Racial composition as of the 2020 census
| Race | Number | Percent |
|---|---|---|
| White | 5,646 | 50.6% |
| Black or African American | 101 | 0.9% |
| American Indian and Alaska Native | 404 | 3.6% |
| Asian | 89 | 0.8% |
| Native Hawaiian and Other Pacific Islander | 11 | 0.1% |
| Some other race | 2,240 | 20.1% |
| Two or more races | 2,658 | 23.8% |
| Hispanic or Latino (of any race) | 6,583 | 59.0% |

===2000 census===
As of the census of 2000, there were 11,923 people, 4,467 households, and 3,095 families residing in the CDP. The population density was 1,645.3 PD/sqmi. There were 4,772 housing units at an average density of 658.5 /sqmi. The racial makeup of the CDP was 73.62% White, 1.04% African American, 2.91% Native American, 0.41% Asian, 0.06% Pacific Islander, 18.19% from other races, and 3.77% from two or more races. Hispanic or Latino of any race were 56.81% of the population.

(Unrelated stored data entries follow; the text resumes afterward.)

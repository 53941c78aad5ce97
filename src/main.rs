// SPDX-License-Identifier: MIT
// Copyright 2026 Roland Dreier <roland@rolandd.dev>

//! Geo Offers API Server
//!
//! Syncs offers from the affiliate network into the offer store and serves
//! them by geo.

use geo_offers::{
    config::{Config, StoreBackend},
    db::{FirestoreDb, MemoryDb, OfferStore},
    AppState,
};
use std::sync::Arc;
use tracing_subscriber::{layer::SubscriberExt, util::SubscriberInitExt};

#[tokio::main]
async fn main() -> Result<(), Box<dyn std::error::Error>> {
    // Initialize structured JSON logging
    init_logging()?;

    // Load configuration from environment
    let config = Config::from_env()?;
    tracing::info!(port = config.port, store = ?config.store_backend, "Starting Geo Offers API");

    // Initialize offer store
    let store: Arc<dyn OfferStore> = match config.store_backend {
        StoreBackend::Firestore => Arc::new(
            FirestoreDb::new(&config.gcp_project_id, &config.offers_collection).await?,
        ),
        StoreBackend::Memory => {
            tracing::warn!("Using in-memory offer store; offers are lost on restart");
            Arc::new(MemoryDb::new())
        }
    };

    // Build shared state
    let state = Arc::new(AppState::new(config.clone(), store)?);

    // Initial sync runs in the background; the API serves stored offers meanwhile.
    if config.sync_on_startup {
        state.sync_service.trigger()?;
    }

    // Build router
    let app = geo_offers::routes::create_router(state);

    // Start server
    let addr = format!("0.0.0.0:{}", config.port);
    let listener = tokio::net::TcpListener::bind(&addr).await?;
    tracing::info!(address = %addr, "Server listening");

    axum::serve(listener, app).await?;
    Ok(())
}

/// Initialize structured JSON logging.
fn init_logging() -> Result<(), Box<dyn std::error::Error>> {
    let format = tracing_subscriber::fmt::layer()
        .json()
        .with_target(false)
        .with_current_span(true)
        .flatten_event(true);

    tracing_subscriber::registry()
        .with(
            tracing_subscriber::EnvFilter::from_default_env()
                .add_directive("geo_offers=debug".parse()?)
                .add_directive("info".parse()?),
        )
        .with(format)
        .init();

    Ok(())
}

There were 4,467 households, out of which 30.0% had children under the age of 18 living with them, 50.1% were married couples living together, 12.8% had a female householder with no husband present, and 30.7% were non-families. 24.7% of all households were made up of individuals, and 8.8% had someone living alone who was 65 years of age or older. The average household size was 2.59 and the average family size was 3.08.

In the CDP, the population was spread out, with 25.6% under the age of 18, 8.3% from 18 to 24, 26.2% from 25 to 44, 25.8% from 45 to 64, and 14.1% who were 65 years of age or older. The median age was 39 years. For every 100 females, there were 99.4 males. For every 100 females age 18 and over, there were 96.7 males.

The median income for a household in the CDP was $39,888, and the median income for a family was $45,129. Males had a median income of $31,948 versus $26,433 for females. The per capita income for the CDP was $19,398. About 8.5% of families and 10.7% of the population were below the poverty line, including 13.5% of those under age 18 and 10.1% of those age 65 or over.
==Education==
It is zoned to Albuquerque Public Schools.